→ The task: Exactly as they appear below, repeat the lines from the one with "a configurable board." through the one with "let roll = rng.random_range(1..=DIE_SIDES);", and no others.

------ Data

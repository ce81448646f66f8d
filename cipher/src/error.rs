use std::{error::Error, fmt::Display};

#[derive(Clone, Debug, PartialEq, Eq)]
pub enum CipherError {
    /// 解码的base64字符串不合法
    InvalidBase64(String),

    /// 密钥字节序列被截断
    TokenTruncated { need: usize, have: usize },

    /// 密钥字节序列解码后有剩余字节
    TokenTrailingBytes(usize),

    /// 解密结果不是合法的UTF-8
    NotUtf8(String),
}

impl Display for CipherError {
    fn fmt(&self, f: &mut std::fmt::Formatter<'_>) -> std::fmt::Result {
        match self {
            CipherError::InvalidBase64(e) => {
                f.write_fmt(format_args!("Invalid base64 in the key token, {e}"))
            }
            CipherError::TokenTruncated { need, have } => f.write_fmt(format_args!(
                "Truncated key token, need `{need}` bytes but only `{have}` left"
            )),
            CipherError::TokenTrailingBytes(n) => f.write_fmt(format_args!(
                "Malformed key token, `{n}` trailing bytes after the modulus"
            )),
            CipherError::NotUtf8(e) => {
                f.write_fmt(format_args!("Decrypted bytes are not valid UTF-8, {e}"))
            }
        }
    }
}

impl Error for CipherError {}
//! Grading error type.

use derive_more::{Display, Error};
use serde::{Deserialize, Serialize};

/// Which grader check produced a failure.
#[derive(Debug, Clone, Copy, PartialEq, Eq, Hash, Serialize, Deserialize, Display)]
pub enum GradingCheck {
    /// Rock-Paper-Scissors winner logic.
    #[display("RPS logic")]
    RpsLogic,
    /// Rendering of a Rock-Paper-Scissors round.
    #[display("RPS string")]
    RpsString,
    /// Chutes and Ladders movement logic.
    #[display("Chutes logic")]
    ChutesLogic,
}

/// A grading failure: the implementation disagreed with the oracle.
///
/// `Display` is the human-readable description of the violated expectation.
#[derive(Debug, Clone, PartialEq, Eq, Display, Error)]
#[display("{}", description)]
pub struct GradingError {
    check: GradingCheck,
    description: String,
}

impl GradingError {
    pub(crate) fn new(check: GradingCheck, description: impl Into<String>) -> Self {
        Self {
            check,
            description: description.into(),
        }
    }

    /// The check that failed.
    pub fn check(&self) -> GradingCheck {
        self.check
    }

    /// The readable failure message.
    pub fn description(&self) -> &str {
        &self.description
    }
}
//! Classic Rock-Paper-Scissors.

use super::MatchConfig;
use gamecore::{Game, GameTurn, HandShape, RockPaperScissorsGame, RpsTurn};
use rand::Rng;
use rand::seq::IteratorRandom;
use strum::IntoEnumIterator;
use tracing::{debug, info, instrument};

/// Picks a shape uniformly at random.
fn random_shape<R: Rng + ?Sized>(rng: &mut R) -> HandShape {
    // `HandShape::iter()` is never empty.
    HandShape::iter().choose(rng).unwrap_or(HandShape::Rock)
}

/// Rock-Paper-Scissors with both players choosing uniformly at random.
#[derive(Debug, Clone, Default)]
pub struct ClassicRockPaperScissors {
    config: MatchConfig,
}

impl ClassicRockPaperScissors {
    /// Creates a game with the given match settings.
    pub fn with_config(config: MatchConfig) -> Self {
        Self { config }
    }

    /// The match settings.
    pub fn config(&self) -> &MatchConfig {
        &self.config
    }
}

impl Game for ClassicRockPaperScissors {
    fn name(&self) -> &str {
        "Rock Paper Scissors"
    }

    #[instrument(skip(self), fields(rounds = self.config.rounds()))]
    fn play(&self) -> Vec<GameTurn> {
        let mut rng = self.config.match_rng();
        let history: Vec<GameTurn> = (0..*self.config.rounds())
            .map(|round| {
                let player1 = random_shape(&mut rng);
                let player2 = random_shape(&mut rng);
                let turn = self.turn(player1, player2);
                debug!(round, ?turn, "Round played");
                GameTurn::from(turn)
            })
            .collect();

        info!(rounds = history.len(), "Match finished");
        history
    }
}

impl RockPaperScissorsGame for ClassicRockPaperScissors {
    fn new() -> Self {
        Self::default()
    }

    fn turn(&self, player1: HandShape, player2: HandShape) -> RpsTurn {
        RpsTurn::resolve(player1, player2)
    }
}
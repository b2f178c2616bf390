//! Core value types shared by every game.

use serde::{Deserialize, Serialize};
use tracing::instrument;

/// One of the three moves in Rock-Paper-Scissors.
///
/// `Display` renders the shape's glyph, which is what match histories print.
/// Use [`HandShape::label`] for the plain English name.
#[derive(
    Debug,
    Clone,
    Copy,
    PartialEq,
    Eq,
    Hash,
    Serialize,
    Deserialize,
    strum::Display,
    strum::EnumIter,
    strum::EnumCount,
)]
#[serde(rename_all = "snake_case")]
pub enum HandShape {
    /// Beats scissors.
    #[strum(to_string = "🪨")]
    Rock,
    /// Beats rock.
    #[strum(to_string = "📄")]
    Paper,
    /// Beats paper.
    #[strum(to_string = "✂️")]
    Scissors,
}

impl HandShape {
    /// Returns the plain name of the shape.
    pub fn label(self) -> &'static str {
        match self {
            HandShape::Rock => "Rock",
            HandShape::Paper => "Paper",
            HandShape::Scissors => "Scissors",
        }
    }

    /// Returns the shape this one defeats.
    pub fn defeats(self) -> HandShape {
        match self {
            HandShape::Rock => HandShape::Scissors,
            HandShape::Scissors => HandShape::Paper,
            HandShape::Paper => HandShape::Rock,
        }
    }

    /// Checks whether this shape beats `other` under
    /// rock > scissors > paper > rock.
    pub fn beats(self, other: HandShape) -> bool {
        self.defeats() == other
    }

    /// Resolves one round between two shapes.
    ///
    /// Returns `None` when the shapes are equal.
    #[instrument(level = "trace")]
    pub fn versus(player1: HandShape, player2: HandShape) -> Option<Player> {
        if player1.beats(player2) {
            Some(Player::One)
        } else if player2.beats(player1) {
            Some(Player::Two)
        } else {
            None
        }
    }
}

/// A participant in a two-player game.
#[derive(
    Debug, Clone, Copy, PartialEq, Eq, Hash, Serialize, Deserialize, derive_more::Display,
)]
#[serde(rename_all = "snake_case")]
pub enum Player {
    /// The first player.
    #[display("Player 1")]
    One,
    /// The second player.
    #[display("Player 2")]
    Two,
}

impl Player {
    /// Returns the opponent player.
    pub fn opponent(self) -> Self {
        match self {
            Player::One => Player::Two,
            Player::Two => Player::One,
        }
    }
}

------------
------ Data

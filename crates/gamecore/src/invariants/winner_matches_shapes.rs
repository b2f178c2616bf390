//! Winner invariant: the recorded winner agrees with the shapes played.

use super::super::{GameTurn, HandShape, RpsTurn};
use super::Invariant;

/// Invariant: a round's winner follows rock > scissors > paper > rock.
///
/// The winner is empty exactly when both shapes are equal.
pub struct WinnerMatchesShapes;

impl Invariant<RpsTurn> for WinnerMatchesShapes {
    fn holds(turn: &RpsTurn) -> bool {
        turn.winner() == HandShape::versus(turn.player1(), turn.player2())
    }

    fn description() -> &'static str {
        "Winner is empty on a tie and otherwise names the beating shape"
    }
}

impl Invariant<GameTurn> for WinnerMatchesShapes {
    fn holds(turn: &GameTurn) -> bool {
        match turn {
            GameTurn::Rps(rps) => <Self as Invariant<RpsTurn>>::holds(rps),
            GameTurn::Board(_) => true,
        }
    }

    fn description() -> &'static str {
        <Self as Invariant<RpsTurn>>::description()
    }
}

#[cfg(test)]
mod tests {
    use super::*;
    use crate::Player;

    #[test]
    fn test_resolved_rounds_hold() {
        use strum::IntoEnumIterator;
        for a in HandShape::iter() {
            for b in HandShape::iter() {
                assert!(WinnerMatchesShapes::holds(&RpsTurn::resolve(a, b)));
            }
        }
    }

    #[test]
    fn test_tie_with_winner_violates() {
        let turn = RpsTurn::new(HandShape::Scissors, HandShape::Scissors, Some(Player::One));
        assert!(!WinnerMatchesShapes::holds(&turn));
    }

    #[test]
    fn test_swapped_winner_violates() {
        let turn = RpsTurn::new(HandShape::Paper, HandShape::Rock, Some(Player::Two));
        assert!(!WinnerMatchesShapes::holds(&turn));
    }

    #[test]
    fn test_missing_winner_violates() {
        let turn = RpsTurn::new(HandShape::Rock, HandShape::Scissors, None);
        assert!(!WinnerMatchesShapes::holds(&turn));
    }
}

------------
------ Data

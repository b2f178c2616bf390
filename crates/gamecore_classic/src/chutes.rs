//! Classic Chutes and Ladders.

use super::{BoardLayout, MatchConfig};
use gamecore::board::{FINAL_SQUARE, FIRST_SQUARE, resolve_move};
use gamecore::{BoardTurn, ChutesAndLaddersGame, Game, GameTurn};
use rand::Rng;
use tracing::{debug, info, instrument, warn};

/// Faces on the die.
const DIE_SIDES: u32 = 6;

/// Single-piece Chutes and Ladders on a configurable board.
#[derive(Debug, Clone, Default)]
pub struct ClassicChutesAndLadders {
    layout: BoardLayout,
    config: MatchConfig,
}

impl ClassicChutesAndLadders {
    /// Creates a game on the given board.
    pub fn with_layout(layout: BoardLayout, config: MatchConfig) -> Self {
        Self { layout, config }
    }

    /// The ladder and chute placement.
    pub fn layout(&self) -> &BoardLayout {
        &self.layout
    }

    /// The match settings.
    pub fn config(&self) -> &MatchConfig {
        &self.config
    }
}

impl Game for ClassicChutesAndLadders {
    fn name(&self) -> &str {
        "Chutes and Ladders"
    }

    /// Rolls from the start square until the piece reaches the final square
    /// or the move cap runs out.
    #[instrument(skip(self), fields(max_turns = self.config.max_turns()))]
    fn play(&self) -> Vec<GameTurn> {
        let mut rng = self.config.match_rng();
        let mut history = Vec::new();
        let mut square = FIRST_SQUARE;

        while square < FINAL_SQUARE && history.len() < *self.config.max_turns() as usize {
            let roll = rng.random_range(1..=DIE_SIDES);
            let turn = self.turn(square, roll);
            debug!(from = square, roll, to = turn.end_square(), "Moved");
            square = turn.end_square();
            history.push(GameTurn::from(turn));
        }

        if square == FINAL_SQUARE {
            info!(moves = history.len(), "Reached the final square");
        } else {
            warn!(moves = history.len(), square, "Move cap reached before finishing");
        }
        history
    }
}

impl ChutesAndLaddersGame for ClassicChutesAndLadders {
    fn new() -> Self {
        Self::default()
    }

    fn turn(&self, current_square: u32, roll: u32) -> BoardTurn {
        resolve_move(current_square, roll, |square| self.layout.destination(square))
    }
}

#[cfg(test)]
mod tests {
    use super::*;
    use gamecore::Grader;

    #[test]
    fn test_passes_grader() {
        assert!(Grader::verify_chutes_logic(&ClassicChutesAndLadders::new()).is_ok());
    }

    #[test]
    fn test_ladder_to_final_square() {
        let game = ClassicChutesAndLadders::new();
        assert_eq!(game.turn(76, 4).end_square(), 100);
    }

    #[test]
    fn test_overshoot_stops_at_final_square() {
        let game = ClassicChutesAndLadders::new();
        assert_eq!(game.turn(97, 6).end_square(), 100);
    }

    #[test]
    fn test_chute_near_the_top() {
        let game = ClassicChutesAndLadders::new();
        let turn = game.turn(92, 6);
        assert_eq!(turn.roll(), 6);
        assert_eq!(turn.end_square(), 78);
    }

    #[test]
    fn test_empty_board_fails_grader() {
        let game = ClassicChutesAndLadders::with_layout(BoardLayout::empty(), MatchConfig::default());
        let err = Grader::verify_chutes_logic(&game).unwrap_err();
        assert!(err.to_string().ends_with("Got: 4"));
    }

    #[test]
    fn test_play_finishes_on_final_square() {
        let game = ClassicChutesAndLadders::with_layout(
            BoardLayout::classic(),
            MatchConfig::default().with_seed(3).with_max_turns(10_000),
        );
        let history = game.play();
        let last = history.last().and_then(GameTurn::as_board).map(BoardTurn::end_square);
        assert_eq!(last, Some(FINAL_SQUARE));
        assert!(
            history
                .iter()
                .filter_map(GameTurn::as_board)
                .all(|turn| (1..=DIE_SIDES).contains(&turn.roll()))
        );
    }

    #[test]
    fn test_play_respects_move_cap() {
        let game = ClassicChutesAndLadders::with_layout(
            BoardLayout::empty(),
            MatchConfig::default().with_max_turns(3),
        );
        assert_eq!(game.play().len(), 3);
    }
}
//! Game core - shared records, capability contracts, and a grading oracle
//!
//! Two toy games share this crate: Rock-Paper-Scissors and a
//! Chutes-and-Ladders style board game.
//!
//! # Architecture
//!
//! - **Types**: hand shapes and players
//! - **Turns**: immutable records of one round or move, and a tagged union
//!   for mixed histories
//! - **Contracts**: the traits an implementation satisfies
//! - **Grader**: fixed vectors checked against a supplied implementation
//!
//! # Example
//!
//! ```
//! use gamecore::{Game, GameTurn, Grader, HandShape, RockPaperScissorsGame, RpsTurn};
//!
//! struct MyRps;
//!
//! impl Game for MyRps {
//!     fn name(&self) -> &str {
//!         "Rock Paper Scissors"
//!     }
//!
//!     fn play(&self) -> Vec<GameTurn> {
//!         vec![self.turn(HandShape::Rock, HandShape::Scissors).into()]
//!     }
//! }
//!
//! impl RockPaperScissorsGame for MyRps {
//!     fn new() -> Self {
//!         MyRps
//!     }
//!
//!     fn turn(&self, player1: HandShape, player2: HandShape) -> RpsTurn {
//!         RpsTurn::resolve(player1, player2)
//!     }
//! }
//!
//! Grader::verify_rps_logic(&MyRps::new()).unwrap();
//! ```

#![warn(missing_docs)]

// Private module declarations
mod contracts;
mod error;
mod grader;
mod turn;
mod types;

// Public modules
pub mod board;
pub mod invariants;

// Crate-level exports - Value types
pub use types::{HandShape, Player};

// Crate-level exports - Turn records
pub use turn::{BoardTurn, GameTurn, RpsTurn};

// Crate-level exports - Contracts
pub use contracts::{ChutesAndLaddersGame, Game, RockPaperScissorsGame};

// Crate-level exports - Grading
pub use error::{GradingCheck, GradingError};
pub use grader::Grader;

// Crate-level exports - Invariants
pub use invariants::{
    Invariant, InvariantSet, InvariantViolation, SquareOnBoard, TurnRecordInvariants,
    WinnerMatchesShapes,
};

------------

→ Task response:
/// Single-piece Chutes and Ladders on a configurable board.
#[derive(Debug, Clone, Default)]
pub struct ClassicChutesAndLadders {
    layout: BoardLayout,
    config: MatchConfig,
}

impl ClassicChutesAndLadders {
    /// Creates a game on the given board.
    pub fn with_layout(layout: BoardLayout, config: MatchConfig) -> Self {
        Self { layout, config }
    }

    /// The ladder and chute placement.
    pub fn layout(&self) -> &BoardLayout {
        &self.layout
    }

    /// The match settings.
    pub fn config(&self) -> &MatchConfig {
        &self.config
    }
}

impl Game for ClassicChutesAndLadders {
    fn name(&self) -> &str {
        "Chutes and Ladders"
    }

    /// Rolls from the start square until the piece reaches the final square
    /// or the move cap runs out.
    #[instrument(skip(self), fields(max_turns = self.config.max_turns()))]
    fn play(&self) -> Vec<GameTurn> {
        let mut rng = self.config.match_rng();
        let mut history = Vec::new();
        let mut square = FIRST_SQUARE;

        while square < FINAL_SQUARE && history.len() < *self.config.max_turns() as usize {
            let roll = rng.random_range(1..=DIE_SIDES);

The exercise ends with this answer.